I swear, it seems that only in the world of inside-the-beltway journalists are third parties taken so seriously.  Look, there’s just not going to be a 3rd party candidate in 2012 who actually has any real chance of winning, no matter how much DC journalists and “radical moderates” want it to be so.  Actually, the Political Science literature (primarily Rosenstone et al.) suggests that 2012 is a year where we should expect a 3rd party presidential contender to do relatively well (widespread dissatisfaction with both parties and candidates), but that’s still relatively well.  Please forget about President Bloomberg, etc.

Nonetheless, we seem to get pablum like this from the Post and others on a regular basis:

The restless political middle — emboldened by the recent inability of a special congressional committee to agree on a debt-reduction deal — is staking out a controversial plan to insert itself into the 2012 election.

A bipartisan group of political strategists and donors known as Americans Elect has raised $22 million and is likely to place a third presidential candidate on the ballot in every state next year.

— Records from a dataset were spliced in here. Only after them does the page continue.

//! Flattening an OpenAPI document into an operation index.
//!
//! The document arrives as parsed JSON (`paths` → methods → operation
//! objects). The indexer walks it and produces a flat, sorted map of
//! operation key → [`OperationRecord`], the shape the reconciler, differ
//! and query facade all consume.

use std::collections::BTreeMap;

use serde::Serialize;
use serde_json::Value;

use crate::normalize::normalize_path;

/// HTTP methods the indexer recognizes as operation entries within a path
/// item. Anything else (`parameters`, `description`, vendor extensions,
/// exotic verbs) is silently skipped.
pub const RECOGNIZED_METHODS: [&str; 7] =
    ["get", "post", "put", "delete", "patch", "head", "options"];

/// Build the canonical operation key: `"<METHOD> <PATH>"`, method
/// uppercased, path verbatim.
#[must_use]
pub fn operation_key(method: &str, path: &str) -> String {
    format!("{} {}", method.to_uppercase(), path)
}

/// A single API operation, flattened out of the spec document.
///
/// Built fresh from the current document on every call; never cached.
#[derive(Debug, Clone, Serialize)]
#[serde(rename_all = "camelCase")]
pub struct OperationRecord {
    /// Operation key, `"<METHOD> <PATH>"`.
    pub key: String,
    /// HTTP method, uppercased.
    pub method: String,
    /// Path template exactly as it appears in the document.
    pub path: String,
    /// Path with every placeholder collapsed to `{param}`.
    pub normalized_path: String,
    /// Operation summary, if present.
    pub summary: Option<String>,
    /// Operation description, if present.
    pub description: Option<String>,
    /// Tags in source order.
    pub tags: Vec<String>,
    /// Whether the operation is marked deprecated.
    pub deprecated: bool,
    /// Raw parameter objects from the document.
    pub parameters: Vec<Value>,
    /// Raw request body object, if any.
    pub request_body: Option<Value>,
    /// Response status codes, sorted.
    pub response_codes: Vec<String>,
}

impl OperationRecord {
    /// Flatten one operation object from the document.
    ///
    /// `method` is the lowercase key under the path item; `op` is the
    /// operation object itself. Missing or mistyped fields degrade to
    /// empty defaults rather than failing - the core does not validate
    /// spec conformity.
    #[must_use]
    pub fn from_operation(method: &str, path: &str, op: &Value) -> Self {
        let tags = op
            .get("tags")
            .and_then(Value::as_array)
            .map(|a| {
                a.iter()
                    .filter_map(Value::as_str)
                    .map(str::to_owned)
                    .collect()
            })
            .unwrap_or_default();

        let mut response_codes: Vec<String> = op
            .get("responses")
            .and_then(Value::as_object)
            .map(|m| m.keys().cloned().collect())
            .unwrap_or_default();
        response_codes.sort();

        Self {
            key: operation_key(method, path),
            method: method.to_uppercase(),
            path: path.to_owned(),
            normalized_path: normalize_path(path),
            summary: string_field(op, "summary"),
            description: string_field(op, "description"),
            tags,
            deprecated: op
                .get("deprecated")
                .and_then(Value::as_bool)
                .unwrap_or(false),
            parameters: op
                .get("parameters")
                .and_then(Value::as_array)
                .cloned()
                .unwrap_or_default(),
            request_body: op.get("requestBody").filter(|v| !v.is_null()).cloned(),
            response_codes,
        }
    }

    /// The record's key after path normalization, `"<METHOD> <normalized>"`.
    #[must_use]
    pub fn normalized_key(&self) -> String {
        format!("{} {}", self.method, self.normalized_path)
    }
}

fn string_field(op: &Value, name: &str) -> Option<String> {
    op.get(name).and_then(Value::as_str).map(str::to_owned)
}

/// Filters applied while indexing.
#[derive(Debug, Clone, Default)]
pub struct IndexFilter {
    /// Include operations marked deprecated. When false they are excluded
    /// from the index entirely, not just flagged.
    pub include_deprecated: bool,
    /// Keep only operations whose tag list contains this tag. Used by the
    /// listing query, never by reconciliation.
    pub tag: Option<String>,
}

impl IndexFilter {
    /// Filter that keeps everything, including deprecated operations.
    #[must_use]
    pub const fn everything() -> Self {
        Self {
            include_deprecated: true,
            tag: None,
        }
    }
}

/// Flatten a spec document into a sorted operation index.
///
/// Walks every path entry and every recognized method within it. A document
/// without a `paths` object yields an empty index. `BTreeMap` ordering gives
/// deterministic, lexicographically sorted iteration downstream.
#[must_use]
pub fn index_operations(spec: &Value, filter: &IndexFilter) -> BTreeMap<String, OperationRecord> {
    let mut index = BTreeMap::new();

    let Some(paths) = spec.get("paths").and_then(Value::as_object) else {
        return index;
    };

    for (path, item) in paths {
        for method in RECOGNIZED_METHODS {
            let Some(op) = item.get(method) else {
                continue;
            };
            let record = OperationRecord::from_operation(method, path, op);
            if !filter.include_deprecated && record.deprecated {
                continue;
            }
            if let Some(tag) = &filter.tag {
                if !record.tags.contains(tag) {
                    continue;
                }
            }
            index.insert(record.key.clone(), record);
        }
    }

    index
}
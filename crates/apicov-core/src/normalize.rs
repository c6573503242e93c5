//! Canonical form for path templates.
//!
//! OpenAPI documents and client registries frequently disagree on parameter
//! names (`{tournamentId}` vs `{broadcastTournamentId}`). Collapsing every
//! placeholder to a single token lets two templates that differ only in
//! parameter naming compare equal.

use once_cell::sync::Lazy;
use regex::Regex;

/// The token every placeholder collapses to.
pub const PLACEHOLDER: &str = "{param}";

static PARAM_PATTERN: Lazy<Regex> =
    Lazy::new(|| Regex::new(r"\{[^}]+\}").expect("placeholder pattern is valid"));

/// Replace every `{name}` placeholder in `path` with [`PLACEHOLDER`].
///
/// Non-placeholder text is preserved verbatim, including leading and
/// trailing slashes and case. A path with no placeholders is returned
/// unchanged. The transformation is idempotent.
#[must_use]
pub fn normalize_path(path: &str) -> String {
    PARAM_PATTERN.replace_all(path, PLACEHOLDER).into_owned()
}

The goal is to provide an alternative to President Obama and the GOP nominee and break the tradition of a Democrat-vs.-Republican lineup.

Alright, that’s close enough to just the facts, m’am, but this really gets me:

The effort could represent a promising new chapter for political moderates, who see a wide-open middle in the political landscape as congressional gridlock and bitter partisan fights have driven down favorability ratingsfor both parties.

“A promising new chapter for political moderates”?  No!  The simple truth is that the more people are interested and engaged in politics the more ideological they are.  Most “moderates” are such because they have a mishmash of positions from the right and left without a well thought-out core ideology.  Now, that’s not always the case, but it is more often than not.  All these frustrated moderates honestly don’t care enough about politics to be the basis for a new political party.  If they did, they’d likely be frustrated liberals or conservatives.

As for journalists, I’m sure we’ll long be subjected to the wishful thinking where one of these days moderates are going to utterly thwart Duverge’s Law and rise up in a successful third party.